Equestrian's Hoy to set Olympic history

June 20, 2012, 4:06 pm By Steve Larkin NZ Newswire

Equestrian stalwart Andrew Hoy will become the only Australian to compete at seven Olympic Games after being chosen for the teams event in London.

Equestrian stalwart Andrew Hoy says he's not satisfied with becoming the only Australian to compete at seven Olympic Games.

Hoy wants to add another medal to his collection at next month's London Games, where he will create Australian Olympic history.

Hoy was on Wednesday nominated for Australia's five-person eventing team in London and his seventh Olympics - one more than retired compatriots, rower James Tomkins and sailor Colin Beashel - while shooters Michael Diamond and Russell Mark have been selected for their sixth Games.

"When I made my sixth Olympics, I thought there might be a possibility of getting the record," Hoy told the Australian Olympic Committee (AOC) website on Tuesday.

"But when it comes to representing your country, that is not the record you're aiming for - it's just a nice little extra.

"The goal is to be successful and produce a world class performance."

Hoy, a triple Olympic gold medallist, has been nominated for the eventing team along with husband and wife Clayton and Lucinda Fredericks, Shane Rose and Olympic debutant Chris Burton.

Their nominations will be rubber-stamped by the AOC within days.

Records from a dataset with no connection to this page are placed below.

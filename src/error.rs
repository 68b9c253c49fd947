//! Error types for BDDS client operations.

/// Errors returned by [`Client`](crate::Client) operations.
#[derive(Debug, thiserror::Error)]
pub enum Error {
    /// The identity endpoint rejected the password grant, or a resource call
    /// answered 401.
    #[error("authentication failed (status {status}): {body}")]
    Authentication { status: u16, body: String },

    #[error("{resource} not found: {id}")]
    NotFound { resource: &'static str, id: String },

    /// Reserved: no code path raises this yet.
    #[error("rate limited, retry after {retry_after} seconds")]
    RateLimited { retry_after: u64 },

    #[error("unexpected status {status}: {body}")]
    Status { status: u16, body: String },

    #[error("empty response body from {url}")]
    EmptyResponse { url: String },

    #[error("HTTP request failed: {0}")]
    Transport(#[from] reqwest::Error),

    #[error("failed to parse response: {0}")]
    Parse(#[from] serde_json::Error),

    #[error("I/O error: {0}")]
    Io(#[from] std::io::Error),

    #[error("operation cancelled")]
    Cancelled,

    #[error("deadline exceeded")]
    DeadlineExceeded,

    #[error("invalid configuration: {0}")]
    Config(String),

    #[error("failed after {attempts} attempts: {source}")]
    RetriesExhausted {
        attempts: u32,
        #[source]
        source: Box<Error>,
    },
}

/// Coarse classification callers branch on for recovery.
#[derive(Debug, Clone, Copy, PartialEq, Eq)]
pub enum ErrorKind {
    Authentication,
    NotFound,
    RateLimited,
    Config,
    /// Transport failures, unexpected statuses, malformed bodies, cancellation.
    Transport,
}

impl Error {
    /// Classifies the error, looking through a [`Error::RetriesExhausted`] wrapper.
    pub fn kind(&self) -> ErrorKind {
        match self.root() {
            Error::Authentication { .. } => ErrorKind::Authentication,
            Error::NotFound { .. } => ErrorKind::NotFound,
            Error::RateLimited { .. } => ErrorKind::RateLimited,
            Error::Config(_) => ErrorKind::Config,
            Error::Status { .. }
            | Error::EmptyResponse { .. }
            | Error::Transport(_)
            | Error::Parse(_)
            | Error::Io(_)
            | Error::Cancelled
            | Error::DeadlineExceeded
            | Error::RetriesExhausted { .. } => ErrorKind::Transport,
        }
    }

    /// The innermost error once retry wrappers are peeled off.
    pub fn root(&self) -> &Error {
        let mut err = self;
        while let Error::RetriesExhausted { source, .. } = err {
            err = source;
        }
        err
    }

    pub fn is_not_found(&self) -> bool {
        self.kind() == ErrorKind::NotFound
    }

    /// True for a 401 from either the identity endpoint or a resource call.
    pub fn is_unauthorized(&self) -> bool {
        matches!(self.root(), Error::Authentication { status: 401, .. })
    }

    /// HTTP status carried by the error, if any.
    pub fn status(&self) -> Option<u16> {
        match self.root() {
            Error::Authentication { status, .. } | Error::Status { status, .. } => Some(*status),
            Error::NotFound { .. } => Some(404),
            Error::Transport(e) => e.status().map(|s| s.as_u16()),
            _ => None,
        }
    }
}

/// Result alias for client operations.
pub type Result<T> = std::result::Result<T, Error>;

Veteran Stuart Tinney, a gold medallist at the 2000 Sydney Games, missed nomination, as did Sonja Johnson and Megan Jones, who won team eventing silver medals at the Beijing Olympics four years ago.

The overlooked trio have until Friday to lodge any appeal against their non-selection.

Hoy, 53, said each successive Olympics became increasingly emotional.

"The feeling changes from each Olympics because as you get older you value things more - you value the results, you value the opportunities and you value life more," he said.

Hoy competed in six consecutive Olympics from 1984 but was not selected for Beijing.

The England-based rider won team eventing gold medals in 1992, 1996 and 2000 - the only Australian to win three consecutive gold medals in the same discipline.

He will compete in London on his nine-year-old Rutherglen, a gelding he thought would struggle to make the Olympics.

"I have been working hard towards London but I thought my chances for a long time were limited, only in that my horse is a young horse," he said.